12. Tidak Peduli

5.1K 388 43
                                    

DERAP langkah Fania menuruni satu per satu anak tangga yang menghubungkan lantai satu dengan kamarnya di lantai dua. Aroma harum masakan mulai tercium penghidunya dan Fania harus mencegah air liurnya menetes ketika membayangkan semua masakan lezat yang pasti sudah disiapkan Bi Ipah di meja makan.

Fania menduduki kursi favoritnya di depan meja makan. Suasana hening karena memang tidak ada siapa-siapa selain dirinya. Benar, di meja makan yang besar itu hanya ada dirinya seorang diri. Pandangan datarnya menyapu lima kursi kosong di sekeliling meja makan yang masih tersisa. Sepi.

Aneh sekali. Rasa hampa seperti tiba-tiba masuk ke relung hatinya tanpa bisa dicegah, padahal selama ini ia menganggap kesepian adalah teman setia yang tak pernah menjauhinya. Ia sudah mulai mencoba menempatkan rasa sepi sebagai bagian dari dirinya semenjak kedua orang tuanya lebih sibuk dengan urusan mereka masing-masing.

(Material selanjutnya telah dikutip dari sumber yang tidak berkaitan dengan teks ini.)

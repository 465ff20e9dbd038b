//! Control-stage semantics: fan-out, fan-in, windows, queue gates, block.

mod common;

use chrono::{TimeZone, Utc};
use serde_json::json;

use common::manual_scheduler;
use stageflow::control::{epoch_cell, Before, EpochQueue};
use stageflow::graphs::Program;
use stageflow::message::Message;
use stageflow::utils::testing::{CannedSource, CountingSource, FlagCondition, RecordingTarget};

#[test]
fn split_enqueues_one_item_per_child() {
    let (scheduler, _reactor) = manual_scheduler();
    let mut program = Program::new("fanout", &scheduler);

    let src = program.add_source("src", CountingSource::default());
    let split = program.add_split("fan");
    let recorders: Vec<_> = (0..3)
        .map(|i| {
            let target = RecordingTarget::new();
            let records = target.records();
            let handle = program.add_target(&format!("t{i}"), target);
            (handle, records)
        })
        .collect();

    program
        .scenario("into the fan")
        .from("source", src)
        .unwrap()
        .to("fan", split)
        .unwrap();
    for (i, (handle, _)) in recorders.iter().enumerate() {
        program
            .scenario(&format!("branch {i}"))
            .from("fan", split)
            .unwrap()
            .to("record", *handle)
            .unwrap();
    }

    scheduler.enqueue(Some(Message::new(json!("payload"))), split);
    scheduler.drain_now();

    for (_, records) in &recorders {
        assert_eq!(records.bodies(), vec![json!("payload")]);
    }
}

#[test]
fn split_branches_are_queued_not_called() {
    let (scheduler, _reactor) = manual_scheduler();
    let mut program = Program::new("breadth", &scheduler);

    let src = program.add_source("src", CountingSource::default());
    let split = program.add_split("fan");
    let target = RecordingTarget::new();
    let records = target.records();
    let sink = program.add_target("sink", target);

    program
        .scenario("into the fan")
        .from("source", src)
        .unwrap()
        .to("fan", split)
        .unwrap();
    program
        .scenario("fan branch")
        .from("fan", split)
        .unwrap()
        .to("record", sink)
        .unwrap();

    // The split's child item goes to the queue tail, behind work that was
    // already pending when the split dispatched.
    scheduler.enqueue(Some(Message::new(json!("via split"))), split);
    scheduler.enqueue(Some(Message::new(json!("direct"))), sink);
    scheduler.drain_now();

    assert_eq!(records.bodies(), vec![json!("direct"), json!("via split")]);
}

#[test]
fn merge_emits_once_per_complete_round_in_registration_order() {
    let (scheduler, _reactor) = manual_scheduler();
    let mut program = Program::new("fanin", &scheduler);

    let s1 = program.add_source("s1", CountingSource::default());
    let s2 = program.add_source("s2", CountingSource::default());
    let merge = program.add_merge("barrier");
    let target = RecordingTarget::new();
    let records = target.records();
    let sink = program.add_target("sink", target);

    program
        .scenario("first upstream")
        .from("s1", s1)
        .unwrap()
        .to("barrier", merge)
        .unwrap();
    program
        .scenario("second upstream")
        .from("s2", s2)
        .unwrap()
        .to("barrier", merge)
        .unwrap();
    program
        .scenario("downstream")
        .from("barrier", merge)
        .unwrap()
        .to("record", sink)
        .unwrap();

    scheduler.enqueue(None, s1);
    scheduler.drain_now();
    assert!(records.is_empty(), "partial round must not emit");

    scheduler.enqueue(None, s2);
    scheduler.drain_now();
    assert_eq!(records.bodies(), vec![json!([0, 0])]);
}

#[test]
fn merge_duplicate_arrival_overwrites_pending_value() {
    let (scheduler, _reactor) = manual_scheduler();
    let mut program = Program::new("fanin", &scheduler);

    let s1 = program.add_source("s1", CountingSource::default());
    let s2 = program.add_source("s2", CountingSource::default());
    let merge = program.add_merge("barrier");
    let target = RecordingTarget::new();
    let records = target.records();
    let sink = program.add_target("sink", target);

    program
        .scenario("first upstream")
        .from("s1", s1)
        .unwrap()
        .to("barrier", merge)
        .unwrap();
    program
        .scenario("second upstream")
        .from("s2", s2)
        .unwrap()
        .to("barrier", merge)
        .unwrap();
    program
        .scenario("downstream")
        .from("barrier", merge)
        .unwrap()
        .to("record", sink)
        .unwrap();

    // s1 fires twice before s2 completes the round; its second value wins.
    scheduler.enqueue(None, s1);
    scheduler.enqueue(None, s1);
    scheduler.drain_now();
    scheduler.enqueue(None, s2);
    scheduler.drain_now();

    assert_eq!(records.bodies(), vec![json!([1, 0])]);
}

#[test]
fn bound_condition_routes_to_exactly_one_branch() {
    let (scheduler, _reactor) = manual_scheduler();
    let mut program = Program::new("routing", &scheduler);

    let s1 = program.add_source("s1", CountingSource::default());
    let s2 = program.add_source("s2", CountingSource::default());
    let gate = program.add_condition("gate", FlagCondition(true));
    let yes = RecordingTarget::new();
    let yes_records = yes.records();
    let yes_sink = program.add_target("yes", yes);
    let no = RecordingTarget::new();
    let no_records = no.records();
    let no_sink = program.add_target("no", no);

    program
        .scenario("true branch")
        .from("s1", s1)
        .unwrap()
        .given("gate", gate)
        .unwrap()
        .is(true)
        .unwrap()
        .to("yes", yes_sink)
        .unwrap();
    program
        .scenario("false branch")
        .from("s2", s2)
        .unwrap()
        .given("gate", gate)
        .unwrap()
        .is(false)
        .unwrap()
        .to("no", no_sink)
        .unwrap();

    scheduler.enqueue(Some(Message::new(json!("ping"))), gate);
    scheduler.drain_now();

    assert_eq!(yes_records.bodies(), vec![json!("ping")]);
    assert!(no_records.is_empty());
}

#[test]
fn before_window_concrete_scenario() {
    // Reference epoch 2020-01-01T00:02:00Z, margin 60 s: the true/false
    // boundary sits at 00:01:00Z.
    let reference = Utc.with_ymd_and_hms(2020, 1, 1, 0, 2, 0).unwrap();
    let (_writer, reader) = epoch_cell(reference);

    let (scheduler, _reactor) = manual_scheduler();
    let mut program = Program::new("windows", &scheduler);

    let s1 = program.add_source("s1", CountingSource::default());
    let s2 = program.add_source("s2", CountingSource::default());
    let gate = program.add_condition(
        "before window",
        Before::new(reader, chrono::TimeDelta::seconds(60)),
    );
    let early = RecordingTarget::new();
    let early_records = early.records();
    let early_sink = program.add_target("early", early);
    let late = RecordingTarget::new();
    let late_records = late.records();
    let late_sink = program.add_target("late", late);

    program
        .scenario("early branch")
        .from("s1", s1)
        .unwrap()
        .given("gate", gate)
        .unwrap()
        .is(true)
        .unwrap()
        .to("early", early_sink)
        .unwrap();
    program
        .scenario("late branch")
        .from("s2", s2)
        .unwrap()
        .given("gate", gate)
        .unwrap()
        .is(false)
        .unwrap()
        .to("late", late_sink)
        .unwrap();

    let at_00_00_30 = Utc.with_ymd_and_hms(2020, 1, 1, 0, 0, 30).unwrap();
    let at_00_01_30 = Utc.with_ymd_and_hms(2020, 1, 1, 0, 1, 30).unwrap();
    scheduler.enqueue(Some(Message::at(at_00_00_30, json!("early"))), gate);
    scheduler.enqueue(Some(Message::at(at_00_01_30, json!("late"))), gate);
    scheduler.drain_now();

    assert_eq!(early_records.bodies(), vec![json!("early")]);
    assert_eq!(late_records.bodies(), vec![json!("late")]);
}

#[test]
fn queue_gates_order_by_epoch_and_route_emptiness() {
    let base = Utc.with_ymd_and_hms(2020, 1, 1, 0, 0, 0).unwrap();
    let queue = EpochQueue::unbounded();

    let (scheduler, _reactor) = manual_scheduler();
    let mut program = Program::new("queued", &scheduler);

    let s1 = program.add_source("s1", CountingSource::default());
    let s2 = program.add_source("s2", CountingSource::default());
    let s3 = program.add_source("s3", CountingSource::default());
    let s4 = program.add_source("s4", CountingSource::default());
    let put = program.add_put("hold", &queue);
    let get = program.add_get("release", &queue);

    let accepted = RecordingTarget::new();
    let accepted_records = accepted.records();
    let accepted_sink = program.add_target("accepted", accepted);
    let released = RecordingTarget::new();
    let released_records = released.records();
    let released_sink = program.add_target("released", released);
    let empty = RecordingTarget::new();
    let empty_records = empty.records();
    let empty_sink = program.add_target("empty", empty);

    program
        .scenario("hold accepted")
        .from("s1", s1)
        .unwrap()
        .given("hold", put)
        .unwrap()
        .is(true)
        .unwrap()
        .to("ack", accepted_sink)
        .unwrap();
    program
        .scenario("release in epoch order")
        .from("s2", s2)
        .unwrap()
        .given("release", get)
        .unwrap()
        .is(true)
        .unwrap()
        .to("out", released_sink)
        .unwrap();
    program
        .scenario("release on empty")
        .from("s3", s3)
        .unwrap()
        .given("release", get)
        .unwrap()
        .is(false)
        .unwrap()
        .to("starved", empty_sink)
        .unwrap();
    // Keep s4 wired so the put's false branch exists somewhere harmless.
    let overflow = RecordingTarget::new();
    let overflow_sink = program.add_target("overflow", overflow);
    program
        .scenario("hold refused")
        .from("s4", s4)
        .unwrap()
        .given("hold", put)
        .unwrap()
        .is(false)
        .unwrap()
        .to("overflow", overflow_sink)
        .unwrap();

    // Insertion order E1, E2, E3; epoch order E2, E1, E3.
    let e1 = Message::at(base + chrono::TimeDelta::seconds(10), json!("e1"));
    let e2 = Message::at(base + chrono::TimeDelta::seconds(5), json!("e2"));
    let e3 = Message::at(base + chrono::TimeDelta::seconds(20), json!("e3"));
    for message in [&e1, &e2, &e3] {
        scheduler.enqueue(Some(message.clone()), put);
    }
    scheduler.drain_now();
    assert_eq!(accepted_records.len(), 3);

    for _ in 0..3 {
        scheduler.enqueue(None, get);
    }
    scheduler.drain_now();
    assert_eq!(
        released_records.bodies(),
        vec![json!("e2"), json!("e1"), json!("e3")]
    );
    assert!(empty_records.is_empty());

    // A fourth get finds the queue empty and takes the alternate branch.
    scheduler.enqueue(None, get);
    scheduler.drain_now();
    assert_eq!(empty_records.len(), 1);
}

#[test]
fn full_put_routes_to_alternate_branch() {
    let base = Utc.with_ymd_and_hms(2020, 1, 1, 0, 0, 0).unwrap();
    let queue = EpochQueue::bounded(1);

    let (scheduler, _reactor) = manual_scheduler();
    let mut program = Program::new("bounded", &scheduler);

    let s1 = program.add_source("s1", CountingSource::default());
    let s2 = program.add_source("s2", CountingSource::default());
    let put = program.add_put("hold", &queue);

    let accepted = RecordingTarget::new();
    let accepted_records = accepted.records();
    let accepted_sink = program.add_target("accepted", accepted);
    let refused = RecordingTarget::new();
    let refused_records = refused.records();
    let refused_sink = program.add_target("refused", refused);

    program
        .scenario("accepted")
        .from("s1", s1)
        .unwrap()
        .given("hold", put)
        .unwrap()
        .is(true)
        .unwrap()
        .to("ack", accepted_sink)
        .unwrap();
    program
        .scenario("refused")
        .from("s2", s2)
        .unwrap()
        .given("hold", put)
        .unwrap()
        .is(false)
        .unwrap()
        .to("overflow", refused_sink)
        .unwrap();

    scheduler.enqueue(
        Some(Message::at(base, json!("kept"))),
        put,
    );
    scheduler.enqueue(
        Some(Message::at(base + chrono::TimeDelta::seconds(1), json!("spill"))),
        put,
    );
    scheduler.drain_now();

    assert_eq!(accepted_records.bodies(), vec![json!("kept")]);
    assert_eq!(refused_records.bodies(), vec![json!("spill")]);
}

#[test]
fn block_swallows_the_message_but_keeps_the_chain_alive() {
    let (scheduler, _reactor) = manual_scheduler();
    let mut program = Program::new("blocked", &scheduler);

    let src = program.add_source(
        "src",
        CannedSource::new(vec![Message::new(json!("secret"))]),
    );
    let block = program.add_block("blackout");
    let target = RecordingTarget::new();
    let records = target.records();
    let sink = program.add_target("sink", target);

    program
        .scenario("blocked path")
        .from("source", src)
        .unwrap()
        .to("blackout", block)
        .unwrap()
        .and("observer", sink)
        .unwrap();

    scheduler.enqueue(None, src);
    scheduler.drain_now();

    // The observer is reached, but the payload is gone.
    assert_eq!(records.snapshot(), vec![None]);
}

Ayahnya memimpin sebuah perusahaan furnitur. Dedikasi tinggi ayahnya berhasil membawa Horizon Group menjadi salah satu produsen furnitur terkemuka di Indonesia hingga membentangkan sayap lebarnya menyentuh daratan pangsa pasar Cina dan Jepang.

Tak khayal sebagai pimpinan perusahaan besar, ayah Fania lebih banyak melakukan perjalanan bisnis ke luar kota dan ke luar negeri hingga menurut Fania, ayahnya lupa kalau di dalam keluarganya masih ada seorang putri yang ingin mendapatkan perhatian darinya. Bahkan setelah kepergian istrinya pun sekarang ini masih lebih memilih sibuk mengurus anak perusahaannya di Jepang.

Sedangkan ibu Fania ketika masih hidup juga lebih sibuk dengan usaha jasa wedding organizer-nya. Sebagai seorang yang secara profesional ditunjuk untuk membantu pelaksanaan rangkaian acara pernikahan, ibu Fania memang tidak pernah melewatkan detail sekecil apa pun.

Baginya, mempersiapkan pasangan pengantin menuju pelaminan dengan kebahagiaan adalah kebahagiaannya juga. Akan tetapi, Fania benar-benar tidak menyangka kalau di balik sosok ibunya yang hampir selalu perfeksionis itu ternyata ibunya menanggung derita insomnia.

Entah sejak kapan ibunya mulai memiliki kebiasaan mengonsumsi obat tidur secara berlebihan. Kenyataannya, karena kecanduan obat tidur tersebut nyawa ibunya yang menjadi korban. Ibunya menderita sirosis hati dan gangguan fungsi ginjal yang sudah sangat parah. Tim dokter tidak bisa menyelamatkannya di meja operasi waktu itu.

Fania ingin marah. Fania begitu kecewa. Bagaimana bisa ibunya melakukan semua ini? Sungguh, Fania ingin meminta alasan. Namun, yang ia temukan hanyalah bayangan buruk hubungan ayah dan ibunya. Mereka sepasang suami istri yang tinggal satu rumah, tetapi seperti tidak saling mencintai.

Fania merasa ia dilahirkan ke dunia dari hubungan yang tanpa didasari rasa cinta kedua orang tuanya. Karena itu, Fania tidak keberatan saat masa kecilnya ia habiskan dengan tinggal bersama neneknya di Klaten. Setidaknya neneknya selalu ada waktu untuk Fania. Neneknya mampu memberi perhatian lebih kepadanya.

Barulah setelah lulus SMP, Fania kembali ke Semarang setelah nenek yang disayanginya meninggal dunia. Fania tidak pernah merasa benar-benar dekat dengan kedua orang tuanya sampai pada malam itu ia mendengar ibunya melantunkan selawatan sambil duduk-duduk di ayunan rotan.

Sholatullah salamullah.

'Ala thoha rasulillah.

Sholatullah salamullah.

'Ala yasin habibillah.

Seraut wajah yang tersenyum, tetapi tatapan matanya kosong. Mata tidak pernah berbohong. Kenapa ibunya bersedih hati?

Ternyata malam itu seharusnya menjadi hari anniversary pernikahan ayah dan ibunya. Di atas meja makan telah terhidang dinner romantis dengan hiasan lilin aromaterapi serta bunga mawar putih dalam vas. Di tengah-tengahnya terdapat sebuah kue berlapis fondan dan butter cream cokelat cantik dengan lilin angka 20 di atasnya yang sebagian sudah meleleh karena nyala apinya. Sayang, semua itu hanya teronggok begitu saja di atas meja makan.